Segment Open

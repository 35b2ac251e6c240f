//! Platform primitives the adapters drive.
//!
//! Each protocol variant has its own primitive set: the standard
//! key-session API ([`StandardPlatform`], [`MediaKeys`],
//! [`MediaKeySession`]) and the two prefixed legacy APIs
//! ([`WebKitPlatform`], [`MsPlatform`]) which share the
//! [`LegacyMediaKeys`] / [`LegacyKeySession`] shape. Hosts implement these
//! over their CDM; tests use in-memory fakes.
//!
//! Sessions report asynchronous platform events through a
//! [`SessionEvents`] channel returned at creation time.
use std::sync::Arc;

use async_trait::async_trait;
use tokio::sync::mpsc;

use crate::error::Result;
use crate::key::KeyStatusEntry;

/// Receiving side of a session's platform events.
pub type SessionEvents = mpsc::UnboundedReceiver<SessionEvent>;

/// Sending side handed to platform implementations.
pub type SessionEventSender = mpsc::UnboundedSender<SessionEvent>;

/// Create a session event channel.
pub fn session_events() -> (SessionEventSender, SessionEvents) {
    mpsc::unbounded_channel()
}

/// Kind of a key message.
#[derive(Debug, Clone, Copy, PartialEq, Eq)]
pub enum MessageType {
    LicenseRequest,
    LicenseRenewal,
    LicenseRelease,
    IndividualizationRequest,
}

/// Asynchronous event raised by a platform key session.
#[derive(Debug, Clone, PartialEq, Eq)]
pub enum SessionEvent {
    /// Key message to forward to a license server.
    Message {
        message_type: MessageType,
        message: Vec<u8>,
        /// Server URL embedded in the message (MS PlayReady).
        destination_url: Option<String>,
    },
    /// Key statuses changed (standard API).
    KeyStatusesChange(Vec<KeyStatusEntry>),
    /// Key added to the session (legacy APIs).
    KeyAdded,
    /// Key error (legacy APIs).
    KeyError { code: u16, system_code: u32 },
}

impl SessionEvent {
    /// License request message without destination URL.
    pub fn license_request(message: impl Into<Vec<u8>>) -> Self {
        SessionEvent::Message {
            message_type: MessageType::LicenseRequest,
            message: message.into(),
            destination_url: None,
        }
    }
}

/// Content type and robustness of one media capability.
#[derive(Debug, Clone, Default, PartialEq, Eq)]
pub struct MediaCapability {
    pub content_type: String,
    pub robustness: Option<String>,
}

/// Requested (or granted) configuration of a key system.
#[derive(Debug, Clone, Default, PartialEq, Eq)]
pub struct MediaKeySystemConfiguration {
    pub audio_capabilities: Vec<MediaCapability>,
    pub video_capabilities: Vec<MediaCapability>,
    pub persistent_state: Option<String>,
}

/// Granted access to a key system.
#[derive(Debug, Clone, PartialEq, Eq)]
pub struct KeySystemAccess {
    pub key_system: String,
    pub configuration: MediaKeySystemConfiguration,
}

/// Standard key-session API of a playback surface.
#[async_trait]
pub trait StandardPlatform: Send + Sync {
    /// Ask whether the key system is available with one of the
    /// configurations. An error means rejection.
    async fn request_key_system_access(
        &self,
        key_system: &str,
        configurations: &[MediaKeySystemConfiguration],
    ) -> Result<KeySystemAccess>;

    /// Create the key-management object for granted access.
    async fn create_media_keys(&self, access: &KeySystemAccess) -> Result<Arc<dyn MediaKeys>>;

    /// Attach the key-management object to the playback surface.
    async fn set_media_keys(&self, media_keys: Arc<dyn MediaKeys>) -> Result<()>;
}

/// Standard key-management object.
#[async_trait]
pub trait MediaKeys: Send + Sync {
    async fn set_server_certificate(&self, certificate: &[u8]) -> Result<()>;

    fn create_session(&self) -> Result<(Box<dyn MediaKeySession>, SessionEvents)>;
}

/// Standard key session.
#[async_trait]
pub trait MediaKeySession: Send + Sync {
    async fn generate_request(&self, init_data_type: &str, init_data: &[u8]) -> Result<()>;

    async fn update(&self, response: &[u8]) -> Result<()>;

    async fn close(&self) -> Result<()>;
}

/// WebKit-prefixed key API (FairPlay).
pub trait WebKitPlatform: Send + Sync {
    fn is_type_supported(&self, key_system: &str, content_type: &str) -> bool;

    /// Create a key-management object and assign it to the surface.
    fn set_media_keys(&self, key_system: &str) -> Result<Arc<dyn LegacyMediaKeys>>;
}

/// MS-prefixed key API (PlayReady).
pub trait MsPlatform: Send + Sync {
    /// Create a key-management object and assign it to the surface.
    fn set_media_keys(&self, key_system: &str) -> Result<Arc<dyn LegacyMediaKeys>>;
}

/// Legacy key-management object.
pub trait LegacyMediaKeys: Send + Sync {
    fn create_session(
        &self,
        content_type: &str,
        init_data: &[u8],
    ) -> Result<(Box<dyn LegacyKeySession>, SessionEvents)>;
}

/// Legacy key session.
pub trait LegacyKeySession: Send + Sync {
    fn update(&self, key: &[u8]) -> Result<()>;

    fn close(&self);
}

/// The primitives available on one playback surface.
#[derive(Clone, Default)]
pub struct Platform {
    pub standard: Option<Arc<dyn StandardPlatform>>,
    pub webkit: Option<Arc<dyn WebKitPlatform>>,
    pub ms: Option<Arc<dyn MsPlatform>>,
}

impl Platform {
    pub fn standard(platform: Arc<dyn StandardPlatform>) -> Self {
        Self {
            standard: Some(platform),
            ..Default::default()
        }
    }

    pub fn webkit(platform: Arc<dyn WebKitPlatform>) -> Self {
        Self {
            webkit: Some(platform),
            ..Default::default()
        }
    }

    pub fn ms(platform: Arc<dyn MsPlatform>) -> Self {
        Self {
            ms: Some(platform),
            ..Default::default()
        }
    }
}

impl std::fmt::Debug for Platform {
    fn fmt(&self, f: &mut std::fmt::Formatter<'_>) -> std::fmt::Result {
        f.debug_struct("Platform")
            .field("standard", &self.standard.is_some())
            .field("webkit", &self.webkit.is_some())
            .field("ms", &self.ms.is_some())
            .finish()
    }
}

Segment Closed

• Assigned task: The lines above that hold "enum" are the result; show every one of them.

• Expected output:
pub enum MessageType {
pub enum SessionEvent {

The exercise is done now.